Figure 1: Neighbor-joining tree based on HCV NS5B region.
Amjesh R1,2* Achuthsankar S Nair1 Sugunan VS1
1Department of Computational Biology and Bioinformatics University of Kerala, Thiruvananthapuram, India*Corresponding author: Amjesh R, Department of Computational Biology and Bioinformatics University of Kerala, Thiruvananthapuram, India, E-mail: amjesh@gmail.com
Hepatitis C Virus (HCV) infection is a major health problem that leads to cirrhosis and hepatocellular carcinoma. World over, more than 270-300 million people are estimated to be infected with the virus. HCV is a positive sense single stranded RNA virus and replicates within the cytoplasm of the hepatocyte using its own RNA dependent RNA polymerase (RdRp). RdRp does not have proof reading capacity, and hence generates mutants of the virus, resulting in a chronic infection, which ultimately ends in hepatocellular carcinoma. Such mutations have given rise to several genotypes, subtypes, strains and variants with significant difference in disease outcomes. The mutation rate varies among genotypes, subtypes, strains or even in different sites of the genome. Yet, the extent of heterogeneity is usually moderate, so that estimates of the time of divergence can be computed. The evolution of variants seems to be influenced by the genetic make-up and the immune response of the host and has geographical significance. Here we used phylogenetic analysis and Computational molecular dating techniques to conclude that the ancestral genotype is 7a and that it originated in Canada 363 years ago. Molecular dating was based on the fact that the rate of mutation across all evolutionary lineages is constant over time. Surprisingly, our analyses show that genotype 1d isolated from Canada 5 is the most recent with an evolutionary date of just 33 years. It is evident that HCV is still an emerging virus and demographical parameters seem to have a very strong influence in its evolution. We believe that this emphasizes the need for developing drugs that are customized to act against strains that evolve and become geographically endemic.
Hepatitis C virus; RNA dependent RNA polymerase; Molecular evolution; Evolutionary distance.
Even though the Hepatitis C virus was discovered 25 years ago, its origin remained ambiguous as no closely related viruses have been identified. It infects only humans and in experimental conditions the chimpanzees too. Understanding the history of its evolution would give insight into pathogenicity and predicting its future evolutionary trend would help in formulating strategies to manage the newly emerging strains of the virus. It is very important to understand the origin and evolution of the virus as it has considerable medical significance not just for this disease, but also for other viral diseases. A chronology of the evolution through computed molecular dating techniques would also help in tracing the origin of the virus. Knowledge of viral diversity will help in determining the proper treatment regime for the long-term chronic infection as well as for developing successful anti-viral drugs. Molecular dating approach can also be extrapolated to forecast the evolution of newer strains of the virus.
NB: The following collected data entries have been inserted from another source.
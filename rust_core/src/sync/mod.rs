//! Collaborator traits and the orchestrator that drives them.
//!
//! The engine never talks to a network or database directly; everything
//! outside the process is reached through the traits below so that the
//! service can plug in ESPN, Postgres and webhooks while tests plug in
//! in-memory fakes.

pub mod orchestrator;
pub mod report;

pub use orchestrator::SyncOrchestrator;
pub use report::{CriticalFailure, EntityError, EntityOutcome, SyncRunReport};

use crate::models::{MatchedEntity, OddsQuote, RawEventState, TrackedEntity};
use crate::validation::{HeadToHead, ValidationResult};
use anyhow::Result;
use async_trait::async_trait;

/// Lists the entities inside the tracking window
#[async_trait]
pub trait EntityFeed: Send + Sync {
    async fn list_tracked_entities(&self) -> Result<Vec<TrackedEntity>>;
}

/// Current state of one live event
#[async_trait]
pub trait LiveStateSource: Send + Sync {
    async fn fetch(&self, entity: &TrackedEntity) -> Result<RawEventState>;

    fn source_name(&self) -> &str {
        "live"
    }
}

/// Market prices for a matched entity
#[async_trait]
pub trait MarketSource: Send + Sync {
    /// `None` when no market is open for this entity
    async fn fetch_quote(&self, matched: &MatchedEntity) -> Result<Option<OddsQuote>>;

    /// Prior meetings of the two canonical teams, side A first
    async fn head_to_head(&self, _team_a: &str, _team_b: &str) -> Result<Option<HeadToHead>> {
        Ok(None)
    }
}

#[async_trait]
pub trait Storage: Send + Sync {
    async fn upsert_entity_state(&self, entity: &TrackedEntity) -> Result<()>;

    /// Only called for quotes that passed every Critical rule
    async fn upsert_validated_quote(
        &self,
        matched: &MatchedEntity,
        quote: &OddsQuote,
        results: &[ValidationResult],
    ) -> Result<()>;
}

#[async_trait]
pub trait Alerting: Send + Sync {
    /// Once per run
    async fn notify(&self, report: &SyncRunReport) -> Result<()>;

    /// Once per blocked quote, as soon as it is detected
    async fn critical_failure(&self, failure: &CriticalFailure) -> Result<()>;
}
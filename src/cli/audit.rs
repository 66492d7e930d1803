//! Audit log command

use crate::error::WedplanResult;
use crate::storage::Storage;

/// Print the most recent audit entries, oldest first
pub fn handle_audit_command(storage: &Storage, limit: usize) -> WedplanResult<()> {
    let audit = storage.audit();
    let entries = audit.read_recent(limit)?;

    if entries.is_empty() {
        println!("No changes recorded yet.");
        return Ok(());
    }

    for entry in &entries {
        println!("{}", entry.format_human_readable());
    }

    let total = audit.entry_count()?;
    if total > entries.len() {
        println!(
            "\nShowing {} of {} entries. Use --limit to see more.",
            entries.len(),
            total
        );
    }

    Ok(())
}
//! YAML Export functionality
//!
//! Exports the whole plan to YAML format for a human-readable backup.

use crate::error::{WedplanError, WedplanResult};
use crate::export::json::FullExport;
use crate::storage::Storage;
use std::io::Write;

/// Export the full plan to YAML format
pub fn export_full_yaml<W: Write>(storage: &Storage, writer: &mut W) -> WedplanResult<()> {
    let export = FullExport::from_storage(storage)?;
    let header_err = |e: std::io::Error| WedplanError::Export(e.to_string());

    writeln!(writer, "# wedplan full export").map_err(header_err)?;
    writeln!(writer, "# Generated: {}", export.exported_at).map_err(header_err)?;
    writeln!(writer, "# App Version: {}", export.app_version).map_err(header_err)?;
    if let Some(wedding) = &export.wedding {
        writeln!(writer, "# Wedding: {}", wedding.couple()).map_err(header_err)?;
    }
    writeln!(writer).map_err(header_err)?;

    serde_yaml::to_writer(writer, &export).map_err(|e| WedplanError::Export(e.to_string()))?;

    Ok(())
}

/// Read back a YAML export and verify it
pub fn import_from_yaml(yaml_str: &str) -> WedplanResult<FullExport> {
    let export: FullExport =
        serde_yaml::from_str(yaml_str).map_err(|e| WedplanError::Import(e.to_string()))?;

    export.validate().map_err(WedplanError::Import)?;

    Ok(export)
}
//! Timeline display formatting
//!
//! Tasks are shown grouped by how soon they are due.

use chrono::NaiveDate;

use crate::config::settings::Settings;
use crate::models::{Priority, TimelineTask};
use crate::planning::{group_by_window, TaskTemplate};

use super::{date, or_dash};

fn checkbox(task: &TimelineTask) -> &'static str {
    if task.completed {
        "[x]"
    } else {
        "[ ]"
    }
}

fn priority_marker(priority: Priority) -> &'static str {
    match priority {
        Priority::High => "!",
        Priority::Medium | Priority::Low => " ",
    }
}

fn task_line(settings: &Settings, task: &TimelineTask, today: NaiveDate) -> String {
    let due = match task.due_date {
        Some(d) if task.is_overdue(today) => format!("{} (overdue)", date(settings, d)),
        Some(d) => date(settings, d),
        None => String::new(),
    };

    let (done, total) = task.checklist_progress();
    let progress = if total > 0 {
        format!(" [{}/{}]", done, total)
    } else {
        String::new()
    };

    let line = format!(
        "  {} {}{}{}  {}  {}",
        checkbox(task),
        priority_marker(task.priority),
        task.title,
        progress,
        task.category,
        due
    );
    format!("{}\n", line.trim_end())
}

/// Format tasks grouped into due-date windows
pub fn format_task_groups(
    settings: &Settings,
    tasks: &[TimelineTask],
    today: NaiveDate,
    include_completed: bool,
) -> String {
    let groups = group_by_window(tasks, today, include_completed);
    if groups.is_empty() {
        return "No tasks found.\n".to_string();
    }

    let mut output = String::new();
    for (i, (window, members)) in groups.iter().enumerate() {
        if i > 0 {
            output.push('\n');
        }
        output.push_str(&format!("{} ({})\n", window, members.len()));
        for task in members {
            output.push_str(&task_line(settings, task, today));
        }
    }
    output
}

/// Format a single task with its checklist
pub fn format_task_details(settings: &Settings, task: &TimelineTask, today: NaiveDate) -> String {
    let mut output = String::new();

    output.push_str(&format!("Task: {}\n", task.title));
    output.push_str(&format!("  ID:          {}\n", task.id));
    output.push_str(&format!("  Category:    {}\n", task.category));
    output.push_str(&format!("  Priority:    {}\n", task.priority));
    output.push_str(&format!(
        "  Due:         {}{}\n",
        task.due_date
            .map(|d| date(settings, d))
            .unwrap_or_else(|| "-".into()),
        if task.is_overdue(today) { " (overdue)" } else { "" }
    ));
    output.push_str(&format!(
        "  Status:      {}\n",
        if task.completed { "Done" } else { "To do" }
    ));
    output.push_str(&format!(
        "  Description: {}\n",
        or_dash(task.description.as_deref())
    ));

    if !task.checklist.is_empty() {
        output.push_str("  Checklist:\n");
        for (i, item) in task.checklist.iter().enumerate() {
            output.push_str(&format!(
                "    {}. [{}] {}\n",
                i + 1,
                if item.done { "x" } else { " " },
                item.label
            ));
        }
    }

    output
}

/// Format the template catalogue, longest lead time first
pub fn format_template_list(templates: &[TaskTemplate]) -> String {
    if templates.is_empty() {
        return "No templates found.\n".to_string();
    }

    let title_width = templates.iter().map(|t| t.title.len()).max().unwrap_or(5).max(5);

    let mut output = String::new();
    output.push_str(&format!(
        "{:>6}  {:<title_width$}  {:<14}  {}\n",
        "Months",
        "Title",
        "Category",
        "Priority",
        title_width = title_width,
    ));
    output.push_str(&format!(
        "{:->6}  {:-<title_width$}  {:-<14}  {:-<8}\n",
        "",
        "",
        "",
        "",
        title_width = title_width,
    ));
    for template in templates {
        output.push_str(&format!(
            "{:>6}  {:<title_width$}  {:<14}  {}\n",
            template.months_before,
            template.title,
            template.category.label(),
            template.priority,
            title_width = title_width,
        ));
    }
    output
}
A comparable hypothesis is the case of HIV which is suggested to have been transmitted to humans from Rhesus monkeys [1]. Tribal Africans who live in close association with these monkeys and who also consume them as raw or un-cooked foods are thought to be the first to get infected with HIV. Extrapolating this observation, many of the viruses which attack humans are considered to have been transmitted from closely associated animals or other lower organisms. The recent transinfection by emerging viruses across different classes of organisms to humans such as the avian influenza virus, swine flu, monkey fever etc. are classic examples that strengthen these observations. Even though it is possible that a cross-species transmission might have occurred from chimpanzees to humans supported by the fact that it has the ability to infect chimpanzees (experimentally proved) no such incidence or clue of natural transmission has been reported or proved.
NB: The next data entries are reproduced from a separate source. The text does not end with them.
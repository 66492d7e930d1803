//! Moodboard model
//!
//! A board collects inspiration images (often saved from an inspiration
//! search) plus a small colour palette.

use chrono::{DateTime, Utc};
use serde::{Deserialize, Serialize};
use std::fmt;

use super::ids::{MoodboardId, MoodboardItemId};

/// An image pinned to a board
#[derive(Debug, Clone, Serialize, Deserialize)]
pub struct MoodboardItem {
    pub id: MoodboardItemId,

    pub image_url: String,

    #[serde(default)]
    pub source_url: Option<String>,

    #[serde(default)]
    pub tags: Vec<String>,

    #[serde(default)]
    pub notes: Option<String>,

    pub created_at: DateTime<Utc>,
}

impl MoodboardItem {
    pub fn new(image_url: impl Into<String>) -> Self {
        Self {
            id: MoodboardItemId::new(),
            image_url: image_url.into(),
            source_url: None,
            tags: Vec::new(),
            notes: None,
            created_at: Utc::now(),
        }
    }
}

/// A named collection of inspiration
#[derive(Debug, Clone, Serialize, Deserialize)]
pub struct Moodboard {
    pub id: MoodboardId,

    pub name: String,

    #[serde(default)]
    pub description: Option<String>,

    #[serde(default)]
    pub cover_image: Option<String>,

    /// `#RRGGBB` colours
    #[serde(default)]
    pub color_palette: Vec<String>,

    /// In the order they were pinned
    #[serde(default)]
    pub items: Vec<MoodboardItem>,

    pub created_at: DateTime<Utc>,

    pub updated_at: DateTime<Utc>,
}

impl Moodboard {
    pub fn new(name: impl Into<String>) -> Self {
        let now = Utc::now();
        Self {
            id: MoodboardId::new(),
            name: name.into(),
            description: None,
            cover_image: None,
            color_palette: Vec::new(),
            items: Vec::new(),
            created_at: now,
            updated_at: now,
        }
    }

    /// Pin an item; the first image pinned becomes the cover when none is set
    pub fn add_item(&mut self, item: MoodboardItem) {
        if self.cover_image.is_none() {
            self.cover_image = Some(item.image_url.clone());
        }
        self.items.push(item);
        self.updated_at = Utc::now();
    }

    /// Remove an item, returning it if it was on the board
    pub fn remove_item(&mut self, identifier: &str) -> Option<MoodboardItem> {
        let pos = self.items.iter().position(|i| i.id.matches(identifier))?;
        let removed = self.items.remove(pos);
        if self.cover_image.as_deref() == Some(removed.image_url.as_str()) {
            self.cover_image = self.items.first().map(|i| i.image_url.clone());
        }
        self.updated_at = Utc::now();
        Some(removed)
    }

    /// Replace the palette, normalising colours to upper-case `#RRGGBB`
    pub fn set_palette(&mut self, colors: &[String]) -> Result<(), MoodboardValidationError> {
        let normalized = colors
            .iter()
            .map(|c| normalize_color(c))
            .collect::<Result<Vec<_>, _>>()?;
        self.color_palette = normalized;
        self.updated_at = Utc::now();
        Ok(())
    }

    pub fn validate(&self) -> Result<(), MoodboardValidationError> {
        if self.name.trim().is_empty() {
            return Err(MoodboardValidationError::EmptyName);
        }

        for color in &self.color_palette {
            normalize_color(color)?;
        }

        if let Some(item) = self.items.iter().find(|i| i.image_url.trim().is_empty()) {
            return Err(MoodboardValidationError::EmptyImageUrl(item.id.to_string()));
        }

        Ok(())
    }
}

/// Accept `#abc123` or `abc123`, return `#ABC123`
pub fn normalize_color(color: &str) -> Result<String, MoodboardValidationError> {
    let hex = color.trim();
    let hex = hex.strip_prefix('#').unwrap_or(hex);
    if hex.len() != 6 || !hex.chars().all(|c| c.is_ascii_hexdigit()) {
        return Err(MoodboardValidationError::InvalidColor(color.to_string()));
    }
    Ok(format!("#{}", hex.to_ascii_uppercase()))
}

impl fmt::Display for Moodboard {
    fn fmt(&self, f: &mut fmt::Formatter<'_>) -> fmt::Result {
        write!(f, "{}", self.name)
    }
}

#[derive(Debug, Clone, PartialEq, Eq)]
pub enum MoodboardValidationError {
    EmptyName,
    InvalidColor(String),
    EmptyImageUrl(String),
}

impl fmt::Display for MoodboardValidationError {
    fn fmt(&self, f: &mut fmt::Formatter<'_>) -> fmt::Result {
        match self {
            Self::EmptyName => write!(f, "Moodboard name cannot be empty"),
            Self::InvalidColor(c) => write!(f, "Invalid colour '{}': expected #RRGGBB", c),
            Self::EmptyImageUrl(id) => write!(f, "Item {} has no image URL", id),
        }
    }
}

impl std::error::Error for MoodboardValidationError {}

#[cfg(test)]
mod tests {
    use super::*;

    #[test]
    fn test_first_item_becomes_cover() {
        let mut board = Moodboard::new("Florals");
        board.add_item(MoodboardItem::new("https://img/1.jpg"));
        board.add_item(MoodboardItem::new("https://img/2.jpg"));
        assert_eq!(board.cover_image.as_deref(), Some("https://img/1.jpg"));
        assert_eq!(board.items.len(), 2);
    }

    #[test]
    fn test_remove_cover_item_promotes_next() {
        let mut board = Moodboard::new("Florals");
        let first = MoodboardItem::new("https://img/1.jpg");
        let first_id = first.id.to_string();
        board.add_item(first);
        board.add_item(MoodboardItem::new("https://img/2.jpg"));

        assert!(board.remove_item(&first_id).is_some());
        assert_eq!(board.cover_image.as_deref(), Some("https://img/2.jpg"));
        assert!(board.remove_item(&first_id).is_none());
    }

    #[test]
    fn test_palette_normalization() {
        let mut board = Moodboard::new("Colours");
        board
            .set_palette(&["#e8d5d5".to_string(), "C9A9A6".to_string()])
            .unwrap();
        assert_eq!(board.color_palette, vec!["#E8D5D5", "#C9A9A6"]);

        let err = board.set_palette(&["#12345".to_string()]).unwrap_err();
        assert_eq!(err, MoodboardValidationError::InvalidColor("#12345".into()));
        // A failed update leaves the palette untouched
        assert_eq!(board.color_palette.len(), 2);
    }

    #[test]
    fn test_validation() {
        let board = Moodboard::new(" ");
        assert_eq!(board.validate(), Err(MoodboardValidationError::EmptyName));
    }
}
However Kapoor et al. [2] reported that a single stranded RNA virus which belongs to genus Hepacivirus infects the very close friend of humans “the dogs” and causes pulmonary infection in dogs. These viruses are called Canine hepacivirus (CHV) shares homologous sequences with HCV. This information paved a new approach for understanding the ancestry of HCV. The whole genome of CHV has also been sequenced by Kapoor et.al. The discovery of CHV and its homology with HCV was interesting enough to prompt the search for the existence of related genotypes of HCV which would link it with CHV or any other ancestral viruses. This was done through a molecular dating study of the different genotypes and subtypes that are available on the databases. The main objective of this work was to identify the ancestral genotype of HCV by back-tracking the predecessors of the present HCV genotype from all currently available sequences.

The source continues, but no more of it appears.